Professores e alunos do Rio vão ter treinamento para o caso de tiroteios, diz secretário estadual de segurança pública

Delegado da Polícia Federal há mais de 20 anos, o secretário estadual de Segurança Pública, Victor Cesar Carvalho dos Santos, de 55 anos, acredita que o melhor método de investigação é a extração de informações diretamente de “fontes humanas”. Ele afirma que foi assim que conseguiu prender o bicheiro Rogério de Andrade, em setembro de 2006, e diz ter feito o mesmo no fim de 2023, ao tomar conhecimento do interesse do chefe da maior milícia do Rio, Luis Antônio da Silva Braga, o Zinho, em se entregar.
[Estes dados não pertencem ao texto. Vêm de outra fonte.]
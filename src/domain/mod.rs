//! Domain models for mdefaults
//!
//! Contains the entry model and type rules without any I/O concerns.

mod entry;
mod value_type;

pub use entry::{ConfigEntry, EntryError};
pub use value_type::{UnknownValueType, ValueType, TYPE_MARKER};
//! Push: write entry values into the store

use serde::Serialize;

use super::EntryFailure;
use crate::backend::{PreferenceBackend, PreferenceHandle};
use crate::domain::{ConfigEntry, ValueType};

/// Outcome of a push
#[derive(Debug, Clone, Default, Serialize)]
pub struct PushReport {
    /// Number of entries written
    pub written: usize,

    /// Number of entries skipped because they have no value
    pub skipped: usize,

    /// Entries that could not be written
    pub failures: Vec<EntryFailure>,
}

impl PushReport {
    pub fn is_success(&self) -> bool {
        self.failures.is_empty()
    }
}

/// Resolves the type and value to write for an entry.
///
/// A recorded non-string type is used as-is. Otherwise the type is inferred
/// from the value text, which also strips surrounding quotes.
pub fn effective_value(entry: &ConfigEntry, value: &str) -> (ValueType, String) {
    if entry.value_type.is_default() {
        ValueType::infer(value)
    } else {
        (entry.value_type, value.to_string())
    }
}

/// Writes every entry that has a value into the store.
///
/// A failed write is logged and recorded; the remaining entries are still
/// written.
pub fn push<B>(entries: &[ConfigEntry], backend: &B) -> PushReport
where
    B: PreferenceBackend + ?Sized,
{
    let mut report = PushReport::default();

    for entry in entries {
        let Some(value) = entry.value.as_deref() else {
            tracing::info!("Skipping {} {}: no value", entry.domain, entry.key);
            report.skipped += 1;
            continue;
        };

        let (value_type, value) = effective_value(entry, value);
        let handle = PreferenceHandle::new(backend, &entry.domain, &entry.key);

        match handle.write(&value, value_type) {
            Ok(()) => {
                tracing::debug!(
                    "Wrote {} {} = {} ({})",
                    entry.domain,
                    entry.key,
                    value,
                    value_type
                );
                report.written += 1;
            }
            Err(e) => {
                report
                    .failures
                    .push(EntryFailure::new(entry, e.code(), e.to_string(), true));
            }
        }
    }

    report
}
//! Main CLI application structure

use std::path::PathBuf;

use anyhow::{Context, Result};
use clap::{Parser, Subcommand};

use super::output::{Output, OutputFormat};
use super::{pull_cmd, push_cmd};
use crate::backend::DefaultsBackend;
use crate::storage::{EntryFile, Settings};

#[derive(Parser)]
#[command(name = "mdefaults")]
#[command(author, version, about = "Sync a plain-text list of macOS defaults with the system")]
#[command(propagate_version = true)]
pub struct Cli {
    /// Output format
    #[arg(long, short = 'f', global = true, default_value = "text")]
    pub format: OutputFormat,

    /// Enable verbose logging
    #[arg(long, short = 'v', global = true)]
    pub verbose: bool,

    /// Automatically confirm prompts
    #[arg(long, short = 'y', global = true)]
    pub yes: bool,

    /// Entry file (defaults to ~/.mdefaults)
    #[arg(long, global = true, env = "MDEFAULTS_FILE")]
    pub file: Option<PathBuf>,

    /// Program used to read and write preferences
    #[arg(long, global = true, hide = true, env = "MDEFAULTS_BACKEND")]
    pub backend: Option<String>,

    #[command(subcommand)]
    pub command: Commands,
}

#[derive(Subcommand)]
pub enum Commands {
    /// Read current system values into the entry file
    Pull,

    /// Write entry file values into the system
    Push,

    /// Show resolved settings
    Debug,
}

/// Options for a single run, resolved from flags, environment and settings
#[derive(Debug, Clone)]
pub struct RunOptions {
    pub entries_path: PathBuf,
    pub backend_program: String,
    pub assume_yes: bool,
}

impl RunOptions {
    /// Merges command-line flags over loaded settings
    pub fn resolve(cli: &Cli, settings: Settings) -> Result<Self> {
        let entries_path = match &cli.file {
            Some(path) => path.clone(),
            None => settings.entries_path()?,
        };

        Ok(Self {
            entries_path,
            backend_program: cli
                .backend
                .clone()
                .unwrap_or(settings.backend_program),
            assume_yes: cli.yes || settings.assume_yes,
        })
    }

    pub fn entry_file(&self) -> EntryFile {
        EntryFile::new(&self.entries_path)
    }

    pub fn backend(&self) -> DefaultsBackend {
        DefaultsBackend::new(&self.backend_program)
    }
}

fn setup_logging(verbose: bool) {
    let filter = tracing_subscriber::EnvFilter::try_from_default_env().unwrap_or_else(|_| {
        if verbose {
            tracing_subscriber::EnvFilter::new("debug")
        } else {
            tracing_subscriber::EnvFilter::new("warn")
        }
    });

    let _ = tracing_subscriber::fmt()
        .with_env_filter(filter)
        .with_target(false)
        .with_writer(std::io::stderr)
        .try_init();
}

/// Main entry point for the CLI
pub fn run() -> Result<()> {
    let cli = Cli::parse();
    setup_logging(cli.verbose);

    if !cfg!(target_os = "macos") {
        tracing::warn!(
            "mdefaults drives the macOS `defaults` program and may not work on this platform"
        );
    }

    let settings = Settings::load().context("Failed to load settings")?;
    let options = RunOptions::resolve(&cli, settings)?;
    let output = Output::new(cli.format);

    tracing::debug!("Using entry file {}", options.entries_path.display());

    match cli.command {
        Commands::Pull => pull_cmd::run(&options, &output, &options.backend())?,
        Commands::Push => push_cmd::run(&options, &output, &options.backend())?,
        Commands::Debug => debug(&options, &output),
    }

    Ok(())
}

fn debug(options: &RunOptions, output: &Output) {
    let config_path = Settings::config_path()
        .map(|p| p.display().to_string())
        .unwrap_or_else(|| "(none)".to_string());

    if output.is_json() {
        output.data(&serde_json::json!({
            "version": env!("CARGO_PKG_VERSION"),
            "os": std::env::consts::OS,
            "arch": std::env::consts::ARCH,
            "entries_file": options.entries_path.display().to_string(),
            "backend": options.backend_program,
            "config_file": config_path,
            "assume_yes": options.assume_yes,
        }));
    } else {
        println!("Version:      {}", env!("CARGO_PKG_VERSION"));
        println!("Platform:     {}/{}", std::env::consts::OS, std::env::consts::ARCH);
        println!("Entry file:   {}", options.entries_path.display());
        println!("Backend:      {}", options.backend_program);
        println!("Config file:  {}", config_path);
        println!("Assume yes:   {}", options.assume_yes);
    }
}
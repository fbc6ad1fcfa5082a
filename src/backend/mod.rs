//! # Preference Backend
//!
//! The preference store is only reachable through an external program
//! (`defaults` on macOS). The sync engine talks to it through the
//! [`PreferenceBackend`] trait, one `(domain, key)` at a time.
//!
//! ```text
//! sync::pull / sync::push
//!        │
//!        ├── PreferenceHandle (domain, key)    rejects empty identifiers,
//!        │                                     normalizes booleans
//!        └── PreferenceBackend
//!              ├── DefaultsBackend             spawns `defaults read|read-type|write`
//!              └── MemoryBackend               in-process store for tests
//! ```
//!
//! ## Key Types
//!
//! - [`PreferenceBackend`] - Read, read-type and write for a single setting
//! - [`PreferenceHandle`] - A backend bound to one `(domain, key)`
//! - [`DefaultsBackend`] - Process-backed implementation
//! - [`MemoryBackend`] - In-memory implementation

mod defaults;
mod memory;

use thiserror::Error;

use crate::domain::ValueType;

pub use defaults::{parse_type_output, write_args, DefaultsBackend};
pub use memory::MemoryBackend;

#[derive(Debug, Error)]
pub enum BackendError {
    #[error("Domain and key cannot be empty (domain: '{domain}', key: '{key}')")]
    EmptyIdentifier { domain: String, key: String },

    #[error("Failed to read {domain} {key}: {reason}")]
    Read {
        domain: String,
        key: String,
        reason: String,
    },

    #[error("Failed to read type of {domain} {key}: {reason}")]
    ReadType {
        domain: String,
        key: String,
        reason: String,
    },

    #[error("Failed to write {domain} {key}: {reason}")]
    Write {
        domain: String,
        key: String,
        reason: String,
    },

    #[error("Failed to run {program}: {source}")]
    Spawn {
        program: String,
        source: std::io::Error,
    },
}

impl BackendError {
    /// Stable numeric code, shown as `ERROR-NNNN` in logs and reports
    ///
    /// | Code | Error |
    /// |------|-------|
    /// | 6 | Empty domain or key |
    /// | 7 | Read or type read failed |
    /// | 8 | Write failed |
    /// | 9 | Program could not be run |
    pub fn code(&self) -> u16 {
        match self {
            BackendError::EmptyIdentifier { .. } => 6,
            BackendError::Read { .. } | BackendError::ReadType { .. } => 7,
            BackendError::Write { .. } => 8,
            BackendError::Spawn { .. } => 9,
        }
    }
}

/// Access to the external preference store
pub trait PreferenceBackend {
    /// Reads the raw textual value of a setting
    fn read(&self, domain: &str, key: &str) -> Result<String, BackendError>;

    /// Reads the type of a setting
    fn read_type(&self, domain: &str, key: &str) -> Result<ValueType, BackendError>;

    /// Writes a value with the given type
    fn write(
        &self,
        domain: &str,
        key: &str,
        value: &str,
        value_type: ValueType,
    ) -> Result<(), BackendError>;

    /// Binds the backend to one setting
    fn handle<'a>(&'a self, domain: &'a str, key: &'a str) -> PreferenceHandle<'a, Self>
    where
        Self: Sized,
    {
        PreferenceHandle::new(self, domain, key)
    }
}

/// A backend bound to a single `(domain, key)`
///
/// Every operation fails with [`BackendError::EmptyIdentifier`] before
/// reaching the backend when the domain or key is empty.
pub struct PreferenceHandle<'a, B: PreferenceBackend + ?Sized> {
    backend: &'a B,
    domain: &'a str,
    key: &'a str,
}

impl<'a, B: PreferenceBackend + ?Sized> PreferenceHandle<'a, B> {
    pub fn new(backend: &'a B, domain: &'a str, key: &'a str) -> Self {
        Self {
            backend,
            domain,
            key,
        }
    }

    pub fn domain(&self) -> &str {
        self.domain
    }

    pub fn key(&self) -> &str {
        self.key
    }

    fn check(&self) -> Result<(), BackendError> {
        if self.domain.is_empty() || self.key.is_empty() {
            return Err(BackendError::EmptyIdentifier {
                domain: self.domain.to_string(),
                key: self.key.to_string(),
            });
        }
        Ok(())
    }

    pub fn read(&self) -> Result<String, BackendError> {
        self.check()?;
        self.backend.read(self.domain, self.key)
    }

    pub fn read_type(&self) -> Result<ValueType, BackendError> {
        self.check()?;
        self.backend.read_type(self.domain, self.key)
    }

    /// Writes a value, canonicalizing booleans to `true`/`false` first
    pub fn write(&self, value: &str, value_type: ValueType) -> Result<(), BackendError> {
        self.check()?;

        let value = match value_type {
            ValueType::Boolean => ValueType::canonical_bool(value).unwrap_or(value),
            _ => value,
        };

        self.backend.write(self.domain, self.key, value, value_type)
    }
}
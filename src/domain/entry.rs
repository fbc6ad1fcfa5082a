//! Preference entry model
//!
//! One entry is one line of the entry file and one setting in the
//! preference store, addressed by `(domain, key)`.

use serde::{Deserialize, Serialize};
use std::fmt;
use thiserror::Error;

use super::ValueType;

#[derive(Debug, Error, Clone, PartialEq, Eq)]
pub enum EntryError {
    #[error("Invalid line {line_number}: expected 'DOMAIN KEY [[-TYPE] VALUE]', got '{line}'")]
    MalformedLine { line_number: usize, line: String },

    #[error("Domain and key cannot be empty (domain: '{domain}', key: '{key}')")]
    EmptyIdentifier { domain: String, key: String },
}

impl EntryError {
    /// Stable numeric code, shown as `ERROR-NNNN` in logs and reports
    pub fn code(&self) -> u16 {
        match self {
            EntryError::EmptyIdentifier { .. } => 6,
            EntryError::MalformedLine { .. } => 10,
        }
    }
}

/// A tracked preference setting
#[derive(Debug, Clone, PartialEq, Eq, Serialize, Deserialize)]
pub struct ConfigEntry {
    /// Preference namespace, usually a bundle identifier
    pub domain: String,

    /// Setting name within the domain
    pub key: String,

    /// Current value; `None` means tracked but not yet known
    #[serde(default, skip_serializing_if = "Option::is_none")]
    pub value: Option<String>,

    /// How the value is written to the store
    #[serde(rename = "type", default)]
    pub value_type: ValueType,
}

impl ConfigEntry {
    /// Creates an entry with no value and the default type
    pub fn new(domain: impl Into<String>, key: impl Into<String>) -> Self {
        Self {
            domain: domain.into(),
            key: key.into(),
            value: None,
            value_type: ValueType::default(),
        }
    }

    /// Sets the value
    pub fn with_value(mut self, value: impl Into<String>) -> Self {
        self.value = Some(value.into());
        self
    }

    /// Sets the type
    pub fn with_type(mut self, value_type: ValueType) -> Self {
        self.value_type = value_type;
        self
    }

    /// Checks that the entry can be addressed in the store
    pub fn validate(&self) -> Result<(), EntryError> {
        if self.domain.is_empty() || self.key.is_empty() {
            return Err(EntryError::EmptyIdentifier {
                domain: self.domain.clone(),
                key: self.key.clone(),
            });
        }
        Ok(())
    }

    /// Returns the value for display, `(unset)` when absent
    pub fn display_value(&self) -> &str {
        self.value.as_deref().unwrap_or("(unset)")
    }
}

impl fmt::Display for ConfigEntry {
    fn fmt(&self, f: &mut fmt::Formatter<'_>) -> fmt::Result {
        write!(
            f,
            "{} {} [{}] {}",
            self.domain,
            self.key,
            self.value_type,
            self.display_value()
        )
    }
}

#[cfg(test)]
mod tests {
    use super::*;

    #[test]
    fn error_codes_are_stable() {
        let malformed = EntryError::MalformedLine {
            line_number: 1,
            line: "x".to_string(),
        };
        let empty = EntryError::EmptyIdentifier {
            domain: String::new(),
            key: "k".to_string(),
        };

        assert_eq!(malformed.code(), 10);
        assert_eq!(empty.code(), 6);
    }

    #[test]
    fn new_entry_has_no_value() {
        let entry = ConfigEntry::new("com.apple.dock", "autohide");

        assert_eq!(entry.value, None);
        assert_eq!(entry.value_type, ValueType::String);
    }

    #[test]
    fn absent_and_empty_values_differ() {
        let absent = ConfigEntry::new("d", "k");
        let empty = ConfigEntry::new("d", "k").with_value("");

        assert_ne!(absent, empty);
    }

    #[test]
    fn validate_rejects_empty_identifiers() {
        assert!(ConfigEntry::new("com.apple.dock", "autohide").validate().is_ok());

        let err = ConfigEntry::new("", "autohide").validate().unwrap_err();
        assert!(matches!(err, EntryError::EmptyIdentifier { .. }));

        assert!(ConfigEntry::new("com.apple.dock", "").validate().is_err());
    }

    #[test]
    fn display_shows_unset() {
        let entry = ConfigEntry::new("com.apple.dock", "tilesize").with_type(ValueType::Integer);
        assert_eq!(entry.to_string(), "com.apple.dock tilesize [integer] (unset)");

        let entry = entry.with_value("48");
        assert_eq!(entry.to_string(), "com.apple.dock tilesize [integer] 48");
    }

    #[test]
    fn json_serialization() {
        let entry = ConfigEntry::new("com.apple.dock", "autohide")
            .with_value("true")
            .with_type(ValueType::Boolean);

        let json = serde_json::to_string(&entry).unwrap();
        assert!(json.contains("\"type\":\"boolean\""));

        let parsed: ConfigEntry = serde_json::from_str(&json).unwrap();
        assert_eq!(parsed, entry);
    }
}
//! `defaults` command backend
//!
//! Runs the OS `defaults` program directly (no shell), so values with spaces
//! or quotes are passed through as single arguments.

use std::process::{Command, Output};

use super::{BackendError, PreferenceBackend};
use crate::domain::ValueType;

/// Backend that spawns the `defaults` program for every operation
#[derive(Debug, Clone)]
pub struct DefaultsBackend {
    program: String,
}

impl DefaultsBackend {
    pub fn new(program: impl Into<String>) -> Self {
        Self {
            program: program.into(),
        }
    }

    fn run(&self, args: &[String]) -> Result<Output, BackendError> {
        tracing::debug!("Running {} {}", self.program, args.join(" "));

        Command::new(&self.program)
            .args(args)
            .output()
            .map_err(|source| BackendError::Spawn {
                program: self.program.clone(),
                source,
            })
    }
}

fn failure_reason(output: &Output) -> String {
    let stderr = String::from_utf8_lossy(&output.stderr).trim().to_string();
    if stderr.is_empty() {
        format!("exited with {}", output.status)
    } else {
        stderr
    }
}

/// Parses `defaults read-type` output (`Type is boolean`).
///
/// Whitespace runs and case are tolerated; unrecognized output maps to
/// [`ValueType::String`].
pub fn parse_type_output(output: &str) -> ValueType {
    let tokens: Vec<&str> = output.split_whitespace().collect();

    match tokens.as_slice() {
        [t, is, name, ..] if t.eq_ignore_ascii_case("type") && is.eq_ignore_ascii_case("is") => {
            ValueType::from_os_name(name)
        }
        _ => ValueType::String,
    }
}

/// Builds the arguments for `defaults write`.
///
/// Array and dict values in plist text form (`( a, b )`, `{ k = v; }`, as
/// printed by `defaults read`) are passed as one argument without a type
/// flag so `defaults` parses the structure itself. Other array and dict
/// values are passed as one argument per whitespace-separated token, which is
/// how `defaults` expects `-array a b c` and `-dict k v`.
pub fn write_args(domain: &str, key: &str, value: &str, value_type: ValueType) -> Vec<String> {
    let mut args = vec!["write".to_string(), domain.to_string(), key.to_string()];

    match value_type {
        ValueType::Array | ValueType::Dict if is_plist_text(value) => {
            args.push(value.trim().to_string());
        }
        ValueType::Array | ValueType::Dict => {
            args.push(value_type.write_flag().to_string());
            args.extend(value.split_whitespace().map(str::to_string));
        }
        _ => {
            args.push(value_type.write_flag().to_string());
            args.push(value.to_string());
        }
    }

    args
}

fn is_plist_text(value: &str) -> bool {
    let value = value.trim_start();
    value.starts_with('(') || value.starts_with('{')
}

impl PreferenceBackend for DefaultsBackend {
    fn read(&self, domain: &str, key: &str) -> Result<String, BackendError> {
        let output = self.run(&["read".to_string(), domain.to_string(), key.to_string()])?;

        if !output.status.success() {
            return Err(BackendError::Read {
                domain: domain.to_string(),
                key: key.to_string(),
                reason: failure_reason(&output),
            });
        }

        Ok(String::from_utf8_lossy(&output.stdout).into_owned())
    }

    fn read_type(&self, domain: &str, key: &str) -> Result<ValueType, BackendError> {
        let output = self.run(&[
            "read-type".to_string(),
            domain.to_string(),
            key.to_string(),
        ])?;

        if !output.status.success() {
            return Err(BackendError::ReadType {
                domain: domain.to_string(),
                key: key.to_string(),
                reason: failure_reason(&output),
            });
        }

        Ok(parse_type_output(&String::from_utf8_lossy(&output.stdout)))
    }

    fn write(
        &self,
        domain: &str,
        key: &str,
        value: &str,
        value_type: ValueType,
    ) -> Result<(), BackendError> {
        let output = self.run(&write_args(domain, key, value, value_type))?;

        if !output.status.success() {
            return Err(BackendError::Write {
                domain: domain.to_string(),
                key: key.to_string(),
                reason: failure_reason(&output),
            });
        }

        Ok(())
    }
}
Para Victor Cesar, abrir diálogo é fundamental. Agora, depois de três meses à frente da pasta, ele volta a apostar na mesma estratégia, mas com outro foco. Procurou o ministro Edson Fachin, do Supremo Tribunal Federal (STF), para tratar sobre a ADPF das Favelas, ação que visa a reduzir a letalidade policial. Na conversa, as equipes dos dois acertaram que as escolas serão avisadas sobre operações policiais uma hora antes e informou que planeja oferecer treinamento para alunos e professores enfrentarem situações de risco. Veja a entrevista.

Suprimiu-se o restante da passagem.